WHAT YOU ARE ASKED TO DO
For the records that follow, give the number of lines in which the word "write" occurs, with nothing added.

Saved entries:
╭──

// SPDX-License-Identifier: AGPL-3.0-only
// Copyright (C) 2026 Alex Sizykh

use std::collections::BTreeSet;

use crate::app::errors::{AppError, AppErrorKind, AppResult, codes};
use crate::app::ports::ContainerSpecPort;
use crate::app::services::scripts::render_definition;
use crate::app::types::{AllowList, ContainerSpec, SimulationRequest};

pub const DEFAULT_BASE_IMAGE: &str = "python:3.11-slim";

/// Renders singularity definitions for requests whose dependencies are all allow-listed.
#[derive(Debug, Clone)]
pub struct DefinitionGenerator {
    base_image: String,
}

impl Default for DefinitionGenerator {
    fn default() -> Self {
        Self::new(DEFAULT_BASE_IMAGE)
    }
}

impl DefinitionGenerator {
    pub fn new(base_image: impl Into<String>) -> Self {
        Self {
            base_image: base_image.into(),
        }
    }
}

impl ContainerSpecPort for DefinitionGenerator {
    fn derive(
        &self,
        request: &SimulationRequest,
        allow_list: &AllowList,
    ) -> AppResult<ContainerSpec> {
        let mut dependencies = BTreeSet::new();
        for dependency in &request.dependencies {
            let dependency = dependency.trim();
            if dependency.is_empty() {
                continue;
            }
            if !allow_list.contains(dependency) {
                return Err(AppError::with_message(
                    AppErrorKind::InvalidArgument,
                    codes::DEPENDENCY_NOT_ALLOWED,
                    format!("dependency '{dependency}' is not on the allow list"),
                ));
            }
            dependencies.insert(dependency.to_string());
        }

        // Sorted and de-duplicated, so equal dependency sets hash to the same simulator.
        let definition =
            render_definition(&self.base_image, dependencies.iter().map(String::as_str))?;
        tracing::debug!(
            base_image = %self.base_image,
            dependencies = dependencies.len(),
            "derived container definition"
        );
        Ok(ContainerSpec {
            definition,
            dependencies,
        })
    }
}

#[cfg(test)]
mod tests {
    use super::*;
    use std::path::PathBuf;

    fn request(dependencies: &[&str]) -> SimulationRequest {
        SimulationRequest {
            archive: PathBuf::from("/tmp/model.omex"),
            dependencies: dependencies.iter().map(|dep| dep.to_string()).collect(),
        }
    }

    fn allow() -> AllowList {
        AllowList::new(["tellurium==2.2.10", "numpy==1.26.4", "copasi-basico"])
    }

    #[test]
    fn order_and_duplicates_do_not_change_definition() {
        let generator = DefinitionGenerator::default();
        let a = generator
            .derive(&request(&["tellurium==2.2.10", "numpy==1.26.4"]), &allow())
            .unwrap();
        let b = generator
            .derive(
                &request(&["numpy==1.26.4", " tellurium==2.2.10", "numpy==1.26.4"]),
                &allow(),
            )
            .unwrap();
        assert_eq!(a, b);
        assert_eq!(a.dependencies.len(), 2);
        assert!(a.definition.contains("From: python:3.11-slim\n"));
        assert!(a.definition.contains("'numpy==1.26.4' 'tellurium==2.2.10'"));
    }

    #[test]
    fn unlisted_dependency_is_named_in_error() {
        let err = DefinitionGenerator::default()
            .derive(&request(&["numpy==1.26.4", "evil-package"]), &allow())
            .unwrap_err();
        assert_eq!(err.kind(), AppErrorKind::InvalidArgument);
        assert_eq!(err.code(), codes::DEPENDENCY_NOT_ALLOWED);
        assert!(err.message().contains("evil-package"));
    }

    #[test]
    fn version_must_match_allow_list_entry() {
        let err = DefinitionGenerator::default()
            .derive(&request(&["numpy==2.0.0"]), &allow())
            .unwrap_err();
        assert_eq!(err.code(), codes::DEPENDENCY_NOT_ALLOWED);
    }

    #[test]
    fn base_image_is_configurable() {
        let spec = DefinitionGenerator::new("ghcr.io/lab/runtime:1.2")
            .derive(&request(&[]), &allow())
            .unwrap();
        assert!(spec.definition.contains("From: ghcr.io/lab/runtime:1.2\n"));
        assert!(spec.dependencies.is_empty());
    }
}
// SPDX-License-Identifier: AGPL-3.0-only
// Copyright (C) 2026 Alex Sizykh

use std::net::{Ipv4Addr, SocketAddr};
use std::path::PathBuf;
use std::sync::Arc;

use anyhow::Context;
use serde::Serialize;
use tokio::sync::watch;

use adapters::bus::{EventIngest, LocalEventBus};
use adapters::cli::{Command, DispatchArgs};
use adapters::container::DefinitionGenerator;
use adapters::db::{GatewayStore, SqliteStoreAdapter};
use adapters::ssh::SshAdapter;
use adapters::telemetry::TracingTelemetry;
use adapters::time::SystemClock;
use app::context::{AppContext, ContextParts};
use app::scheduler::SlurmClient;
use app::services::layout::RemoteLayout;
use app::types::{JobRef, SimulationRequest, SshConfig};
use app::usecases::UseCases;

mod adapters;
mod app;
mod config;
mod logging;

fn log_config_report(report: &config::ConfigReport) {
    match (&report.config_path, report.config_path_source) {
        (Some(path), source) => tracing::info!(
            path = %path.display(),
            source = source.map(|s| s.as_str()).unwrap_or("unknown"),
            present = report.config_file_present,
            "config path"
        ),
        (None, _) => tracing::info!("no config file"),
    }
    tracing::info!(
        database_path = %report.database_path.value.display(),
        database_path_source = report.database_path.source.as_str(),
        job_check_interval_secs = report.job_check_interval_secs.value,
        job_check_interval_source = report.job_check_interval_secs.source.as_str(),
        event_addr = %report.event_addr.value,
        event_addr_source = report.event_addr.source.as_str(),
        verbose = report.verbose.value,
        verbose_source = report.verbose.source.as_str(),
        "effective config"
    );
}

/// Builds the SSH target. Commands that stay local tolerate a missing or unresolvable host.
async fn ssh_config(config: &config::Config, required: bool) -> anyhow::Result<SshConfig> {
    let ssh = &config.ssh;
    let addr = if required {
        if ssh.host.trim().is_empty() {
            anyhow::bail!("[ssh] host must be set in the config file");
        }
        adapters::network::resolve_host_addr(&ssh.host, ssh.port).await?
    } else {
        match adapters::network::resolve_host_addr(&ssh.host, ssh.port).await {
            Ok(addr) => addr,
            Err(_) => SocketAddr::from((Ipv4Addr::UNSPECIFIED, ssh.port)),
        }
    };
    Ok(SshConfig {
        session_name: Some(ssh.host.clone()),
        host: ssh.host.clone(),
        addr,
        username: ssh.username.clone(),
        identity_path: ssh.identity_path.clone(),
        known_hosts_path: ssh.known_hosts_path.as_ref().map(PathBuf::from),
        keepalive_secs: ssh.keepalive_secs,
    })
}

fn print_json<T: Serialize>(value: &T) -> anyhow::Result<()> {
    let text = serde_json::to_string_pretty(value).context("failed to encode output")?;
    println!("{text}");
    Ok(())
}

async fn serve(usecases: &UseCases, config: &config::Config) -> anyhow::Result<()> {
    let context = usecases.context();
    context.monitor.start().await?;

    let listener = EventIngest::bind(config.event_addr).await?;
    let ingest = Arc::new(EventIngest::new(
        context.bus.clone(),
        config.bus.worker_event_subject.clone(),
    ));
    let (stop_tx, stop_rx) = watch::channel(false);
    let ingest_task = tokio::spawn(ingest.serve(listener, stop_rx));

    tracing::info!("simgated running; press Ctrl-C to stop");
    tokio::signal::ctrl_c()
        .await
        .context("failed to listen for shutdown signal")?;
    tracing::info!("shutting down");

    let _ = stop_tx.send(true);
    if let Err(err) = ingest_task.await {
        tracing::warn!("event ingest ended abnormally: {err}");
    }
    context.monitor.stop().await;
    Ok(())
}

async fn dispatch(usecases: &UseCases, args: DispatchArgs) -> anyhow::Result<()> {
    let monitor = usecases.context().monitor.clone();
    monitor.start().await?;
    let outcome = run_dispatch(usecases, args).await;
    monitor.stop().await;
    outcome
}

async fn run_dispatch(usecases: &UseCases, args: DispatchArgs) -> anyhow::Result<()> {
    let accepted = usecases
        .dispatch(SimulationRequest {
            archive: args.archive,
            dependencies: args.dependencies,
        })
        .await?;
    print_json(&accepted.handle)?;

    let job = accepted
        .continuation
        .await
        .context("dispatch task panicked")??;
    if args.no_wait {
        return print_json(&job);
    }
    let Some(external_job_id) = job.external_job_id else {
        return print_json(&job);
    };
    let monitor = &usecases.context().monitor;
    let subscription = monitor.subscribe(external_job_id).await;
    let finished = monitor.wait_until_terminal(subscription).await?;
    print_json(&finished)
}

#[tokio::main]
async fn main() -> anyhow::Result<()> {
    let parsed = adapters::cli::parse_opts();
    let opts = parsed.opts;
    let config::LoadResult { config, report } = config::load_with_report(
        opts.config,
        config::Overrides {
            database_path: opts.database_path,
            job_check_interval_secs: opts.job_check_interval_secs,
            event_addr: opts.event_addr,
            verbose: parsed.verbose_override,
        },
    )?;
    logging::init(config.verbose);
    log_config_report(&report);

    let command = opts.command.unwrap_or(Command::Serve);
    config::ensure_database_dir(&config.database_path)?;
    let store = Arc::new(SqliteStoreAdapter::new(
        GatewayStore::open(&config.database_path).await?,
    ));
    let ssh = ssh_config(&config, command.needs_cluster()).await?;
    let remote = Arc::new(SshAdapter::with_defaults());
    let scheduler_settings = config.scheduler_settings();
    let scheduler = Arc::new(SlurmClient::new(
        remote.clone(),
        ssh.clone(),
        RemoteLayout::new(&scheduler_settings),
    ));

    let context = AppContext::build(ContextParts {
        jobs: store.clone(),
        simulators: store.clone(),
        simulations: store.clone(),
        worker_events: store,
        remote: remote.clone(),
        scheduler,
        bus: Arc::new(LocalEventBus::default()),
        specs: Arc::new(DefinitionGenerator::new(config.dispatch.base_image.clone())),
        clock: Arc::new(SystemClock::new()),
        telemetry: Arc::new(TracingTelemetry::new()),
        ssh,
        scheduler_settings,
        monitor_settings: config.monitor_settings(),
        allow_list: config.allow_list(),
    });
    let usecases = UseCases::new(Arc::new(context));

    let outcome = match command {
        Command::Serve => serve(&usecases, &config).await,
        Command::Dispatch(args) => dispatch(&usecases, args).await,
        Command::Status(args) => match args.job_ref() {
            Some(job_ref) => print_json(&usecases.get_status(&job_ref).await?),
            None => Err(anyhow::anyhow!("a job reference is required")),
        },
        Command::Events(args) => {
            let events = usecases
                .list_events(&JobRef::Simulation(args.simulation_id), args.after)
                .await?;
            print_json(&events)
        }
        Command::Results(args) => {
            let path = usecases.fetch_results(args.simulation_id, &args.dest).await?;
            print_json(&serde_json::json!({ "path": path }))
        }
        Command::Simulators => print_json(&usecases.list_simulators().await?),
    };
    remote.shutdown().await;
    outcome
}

╰──
╭──

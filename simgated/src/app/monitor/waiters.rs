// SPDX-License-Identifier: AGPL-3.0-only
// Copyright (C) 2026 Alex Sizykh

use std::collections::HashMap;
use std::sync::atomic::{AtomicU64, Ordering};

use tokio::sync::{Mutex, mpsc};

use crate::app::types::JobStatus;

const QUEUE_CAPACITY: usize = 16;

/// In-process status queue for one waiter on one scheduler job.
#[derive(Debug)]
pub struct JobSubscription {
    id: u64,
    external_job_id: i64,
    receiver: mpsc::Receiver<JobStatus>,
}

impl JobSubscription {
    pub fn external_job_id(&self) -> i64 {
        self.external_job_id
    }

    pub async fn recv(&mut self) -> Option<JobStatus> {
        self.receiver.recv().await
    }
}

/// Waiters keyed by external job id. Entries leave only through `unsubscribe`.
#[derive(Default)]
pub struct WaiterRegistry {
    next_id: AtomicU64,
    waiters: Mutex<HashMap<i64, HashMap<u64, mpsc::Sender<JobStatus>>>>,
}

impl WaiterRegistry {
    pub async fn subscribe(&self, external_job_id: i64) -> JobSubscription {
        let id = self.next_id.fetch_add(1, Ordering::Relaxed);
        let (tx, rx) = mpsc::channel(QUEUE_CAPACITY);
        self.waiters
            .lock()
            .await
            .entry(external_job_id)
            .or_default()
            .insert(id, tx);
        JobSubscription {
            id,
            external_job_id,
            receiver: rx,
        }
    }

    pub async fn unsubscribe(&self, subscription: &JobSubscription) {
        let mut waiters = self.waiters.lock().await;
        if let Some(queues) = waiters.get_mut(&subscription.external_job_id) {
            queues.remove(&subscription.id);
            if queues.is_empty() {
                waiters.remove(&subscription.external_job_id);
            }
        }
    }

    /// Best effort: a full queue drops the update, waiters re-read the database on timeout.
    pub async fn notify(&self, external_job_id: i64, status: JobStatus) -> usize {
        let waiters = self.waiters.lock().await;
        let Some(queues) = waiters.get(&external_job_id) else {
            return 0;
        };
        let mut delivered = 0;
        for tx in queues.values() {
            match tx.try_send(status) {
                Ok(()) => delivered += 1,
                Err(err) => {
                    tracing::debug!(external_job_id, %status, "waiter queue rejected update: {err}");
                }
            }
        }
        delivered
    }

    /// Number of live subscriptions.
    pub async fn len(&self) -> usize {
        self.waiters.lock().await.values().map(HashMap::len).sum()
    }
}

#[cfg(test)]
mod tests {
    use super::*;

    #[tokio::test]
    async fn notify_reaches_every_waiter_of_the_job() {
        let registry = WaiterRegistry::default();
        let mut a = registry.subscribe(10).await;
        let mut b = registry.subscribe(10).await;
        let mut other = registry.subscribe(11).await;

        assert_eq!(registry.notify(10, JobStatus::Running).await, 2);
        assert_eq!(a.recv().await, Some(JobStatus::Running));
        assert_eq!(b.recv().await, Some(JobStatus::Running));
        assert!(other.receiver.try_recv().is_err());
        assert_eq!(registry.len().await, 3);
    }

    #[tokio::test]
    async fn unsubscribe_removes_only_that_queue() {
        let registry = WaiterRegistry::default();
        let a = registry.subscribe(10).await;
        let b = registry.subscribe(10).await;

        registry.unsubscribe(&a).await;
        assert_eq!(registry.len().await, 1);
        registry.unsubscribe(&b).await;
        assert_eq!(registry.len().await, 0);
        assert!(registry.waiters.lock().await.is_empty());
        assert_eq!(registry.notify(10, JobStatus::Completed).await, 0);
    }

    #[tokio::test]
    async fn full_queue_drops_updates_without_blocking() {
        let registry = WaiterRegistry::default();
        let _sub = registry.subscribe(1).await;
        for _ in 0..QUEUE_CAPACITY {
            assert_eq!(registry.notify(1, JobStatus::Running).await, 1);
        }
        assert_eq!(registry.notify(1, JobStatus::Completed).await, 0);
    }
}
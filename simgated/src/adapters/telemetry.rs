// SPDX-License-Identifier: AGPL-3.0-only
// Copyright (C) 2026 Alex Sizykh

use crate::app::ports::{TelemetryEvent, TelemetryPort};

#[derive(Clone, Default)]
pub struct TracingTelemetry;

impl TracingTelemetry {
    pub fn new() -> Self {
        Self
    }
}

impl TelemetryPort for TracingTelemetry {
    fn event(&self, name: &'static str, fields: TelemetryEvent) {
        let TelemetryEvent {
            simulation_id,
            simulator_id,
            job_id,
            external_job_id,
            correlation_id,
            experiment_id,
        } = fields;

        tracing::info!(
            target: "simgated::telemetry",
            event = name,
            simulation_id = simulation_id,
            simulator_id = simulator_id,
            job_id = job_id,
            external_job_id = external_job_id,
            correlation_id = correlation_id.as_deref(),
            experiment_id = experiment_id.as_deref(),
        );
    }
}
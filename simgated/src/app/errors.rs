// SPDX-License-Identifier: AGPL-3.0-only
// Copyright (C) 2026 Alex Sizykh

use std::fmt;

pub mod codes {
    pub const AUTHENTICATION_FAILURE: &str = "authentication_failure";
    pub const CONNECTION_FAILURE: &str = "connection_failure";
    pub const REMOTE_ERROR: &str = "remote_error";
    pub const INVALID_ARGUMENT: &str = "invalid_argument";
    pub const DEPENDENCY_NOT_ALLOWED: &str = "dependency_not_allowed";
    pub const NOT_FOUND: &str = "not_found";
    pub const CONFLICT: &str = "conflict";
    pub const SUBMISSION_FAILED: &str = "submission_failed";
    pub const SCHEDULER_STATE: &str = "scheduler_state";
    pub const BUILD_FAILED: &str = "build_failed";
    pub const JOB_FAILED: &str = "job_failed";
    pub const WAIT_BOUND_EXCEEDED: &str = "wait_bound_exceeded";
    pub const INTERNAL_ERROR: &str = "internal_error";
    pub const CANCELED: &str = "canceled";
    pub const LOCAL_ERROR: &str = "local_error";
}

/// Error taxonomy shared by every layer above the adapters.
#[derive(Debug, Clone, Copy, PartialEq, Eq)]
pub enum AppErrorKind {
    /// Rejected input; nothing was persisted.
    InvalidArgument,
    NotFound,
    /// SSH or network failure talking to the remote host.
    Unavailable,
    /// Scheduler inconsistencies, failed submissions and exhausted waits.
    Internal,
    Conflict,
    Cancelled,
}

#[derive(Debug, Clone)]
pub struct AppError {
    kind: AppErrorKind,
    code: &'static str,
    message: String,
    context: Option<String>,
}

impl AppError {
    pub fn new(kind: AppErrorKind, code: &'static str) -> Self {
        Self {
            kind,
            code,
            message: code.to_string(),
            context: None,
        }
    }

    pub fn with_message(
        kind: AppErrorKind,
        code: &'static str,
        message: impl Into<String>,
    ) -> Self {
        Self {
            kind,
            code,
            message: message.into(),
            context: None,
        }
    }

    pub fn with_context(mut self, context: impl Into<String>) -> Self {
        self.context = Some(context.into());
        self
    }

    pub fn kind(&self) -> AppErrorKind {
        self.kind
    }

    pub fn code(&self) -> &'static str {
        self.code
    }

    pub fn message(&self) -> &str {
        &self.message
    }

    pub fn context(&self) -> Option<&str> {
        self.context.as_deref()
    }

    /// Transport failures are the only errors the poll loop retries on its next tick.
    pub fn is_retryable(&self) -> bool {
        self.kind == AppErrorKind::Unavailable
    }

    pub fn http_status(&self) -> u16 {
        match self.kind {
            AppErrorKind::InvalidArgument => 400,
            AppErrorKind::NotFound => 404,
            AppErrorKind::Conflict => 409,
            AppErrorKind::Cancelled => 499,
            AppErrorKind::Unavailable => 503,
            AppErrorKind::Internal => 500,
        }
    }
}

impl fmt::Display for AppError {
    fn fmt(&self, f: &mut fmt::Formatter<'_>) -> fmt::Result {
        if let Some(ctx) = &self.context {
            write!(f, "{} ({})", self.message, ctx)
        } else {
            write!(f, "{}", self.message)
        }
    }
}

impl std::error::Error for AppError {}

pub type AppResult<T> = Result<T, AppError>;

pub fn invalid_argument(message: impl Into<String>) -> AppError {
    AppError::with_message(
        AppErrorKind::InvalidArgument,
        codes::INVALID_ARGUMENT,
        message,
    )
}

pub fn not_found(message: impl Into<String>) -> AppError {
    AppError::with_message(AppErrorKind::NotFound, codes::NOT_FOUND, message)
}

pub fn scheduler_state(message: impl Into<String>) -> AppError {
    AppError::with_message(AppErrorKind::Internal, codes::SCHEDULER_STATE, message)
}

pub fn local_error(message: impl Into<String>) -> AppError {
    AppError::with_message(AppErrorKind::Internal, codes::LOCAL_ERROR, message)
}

╰──

WRITTEN RESPONSE
2